Wailani (“Beautiful water”) is a well-designed house steps from the bright sand of Wailea Bay on the West coast of Hawaii Island. I have photographed the house twice. The second session was more than one day as the redesigned interior required a lot of new images to make clear to potential visitors the impact of the owners’ investment in art and new fabrics. However, there are a few shots from the first session because they illustrate how I work.

To show how we experience spaces with the visual language of architectural photography is a challenge. I’m equipped with specialized lenses to give us more freedom to show spaces to their best advantage. I often shoot tethered to a computer to get the best results, rarely shooting from the hip.

Example: a hallway display of a painting led inevitably to foreground size distortion which I corrected in Photoshop. I knew I could make it appear more as visitors would see it in person.

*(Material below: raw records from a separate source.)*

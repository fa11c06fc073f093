//! SMTP reply types.

use std::fmt;

/// SMTP reply from server.
#[derive(Debug, Clone, PartialEq, Eq)]
pub struct Reply {
    /// Reply code (e.g., 250).
    pub code: ReplyCode,
    /// Reply message lines, without the code and separator.
    pub message: Vec<String>,
}

impl Reply {
    /// Creates a new reply.
    #[must_use]
    #[allow(clippy::missing_const_for_fn)] // Vec is not const-compatible
    pub fn new(code: ReplyCode, message: Vec<String>) -> Self {
        Self { code, message }
    }

    /// Returns true if this is a success reply (2xx).
    #[must_use]
    pub const fn is_success(&self) -> bool {
        self.code.is_success()
    }

    /// Returns true if the reply spanned more than one line.
    #[must_use]
    pub fn is_multiline(&self) -> bool {
        self.message.len() > 1
    }

    /// Returns the full message as a single string.
    #[must_use]
    pub fn message_text(&self) -> String {
        self.message.join("\n")
    }

    /// Returns the Message-ID the server echoed back, if any.
    ///
    /// Recognises `Message-ID: <id>`, `Message-ID=<id>` and bare
    /// `Message-ID <id>` anywhere in the reply, case-insensitively.
    #[must_use]
    pub fn message_id(&self) -> Option<String> {
        const KEY: &str = "message-id";

        self.message.iter().find_map(|line| {
            let start = line.to_ascii_lowercase().find(KEY)? + KEY.len();
            let rest = line[start..].trim_start_matches([':', '=', ' ']);
            let id = rest.split_whitespace().next()?;
            let id = id.trim_start_matches('<').trim_end_matches(['>', ',', ';']);
            (!id.is_empty()).then(|| id.to_string())
        })
    }
}

impl fmt::Display for Reply {
    fn fmt(&self, f: &mut fmt::Formatter<'_>) -> fmt::Result {
        write!(f, "{}", self.code)?;
        let text = self.message.join(" ");
        if !text.is_empty() {
            write!(f, " {text}")?;
        }
        Ok(())
    }
}

/// SMTP reply code.
#[derive(Debug, Clone, Copy, PartialEq, Eq, PartialOrd, Ord)]
pub struct ReplyCode(u16);

impl ReplyCode {
    /// Creates a new reply code.
    #[must_use]
    pub const fn new(code: u16) -> Self {
        Self(code)
    }

    /// Returns the numeric code.
    #[must_use]
    pub const fn as_u16(self) -> u16 {
        self.0
    }

    /// Returns true if this is a success code (2xx).
    #[must_use]
    pub const fn is_success(self) -> bool {
        self.0 >= 200 && self.0 < 300
    }

    /// Returns true if this is a transient error (4xx).
    #[must_use]
    pub const fn is_transient(self) -> bool {
        self.0 >= 400 && self.0 < 500
    }

    /// Returns true if this is a permanent error (5xx).
    #[must_use]
    pub const fn is_permanent(self) -> bool {
        self.0 >= 500 && self.0 < 600
    }

    /// Returns true if this is an intermediate reply (3xx).
    #[must_use]
    pub const fn is_intermediate(self) -> bool {
        self.0 >= 300 && self.0 < 400
    }
}

impl fmt::Display for ReplyCode {
    fn fmt(&self, f: &mut fmt::Formatter<'_>) -> fmt::Result {
        write!(f, "{}", self.0)
    }
}

// Common reply codes
impl ReplyCode {
    /// 220 Service ready
    pub const SERVICE_READY: Self = Self(220);
    /// 221 Service closing transmission channel
    pub const CLOSING: Self = Self(221);
    /// 235 Authentication succeeded
    pub const AUTH_SUCCEEDED: Self = Self(235);
    /// 250 Requested mail action okay, completed
    pub const OK: Self = Self(250);
    /// 334 Continue with authentication
    pub const AUTH_CONTINUE: Self = Self(334);
    /// 354 Start mail input
    pub const START_DATA: Self = Self(354);
    /// 421 Service not available, closing transmission channel
    pub const SERVICE_UNAVAILABLE: Self = Self(421);
    /// 450 Mailbox unavailable (busy)
    pub const MAILBOX_BUSY: Self = Self(450);
    /// 454 TLS not available due to temporary reason
    pub const TLS_UNAVAILABLE: Self = Self(454);
    /// 502 Command not implemented
    pub const NOT_IMPLEMENTED: Self = Self(502);
    /// 535 Authentication credentials invalid
    pub const AUTH_FAILED: Self = Self(535);
    /// 550 Mailbox unavailable (not found, access denied)
    pub const MAILBOX_UNAVAILABLE: Self = Self(550);
    /// 554 Transaction failed
    pub const TRANSACTION_FAILED: Self = Self(554);
}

The visual language of photography for these clients has to “make sense” to the picture viewer. Sometimes that’s visually “mannered” photo, sometimes we can make it playful and loose.

Props and staging for vacation rental photography adds time (expense) to a shoot. It also makes it more appealing to prospects, who wonder, “Will we love staying there?” Each client decides how much value this adds to a photo session. Real estate and property management clients face an ever-rising promotional base level for house sales or vacation rentals. Island visitors look at so many houses suitable for their stay — how will your photos “stand out”?

Photography is not the only factor in closing deals but the one that will result in inquiries. Excellent photography insures inquiries are well-qualified. …and I love photographing beautiful architecture and design.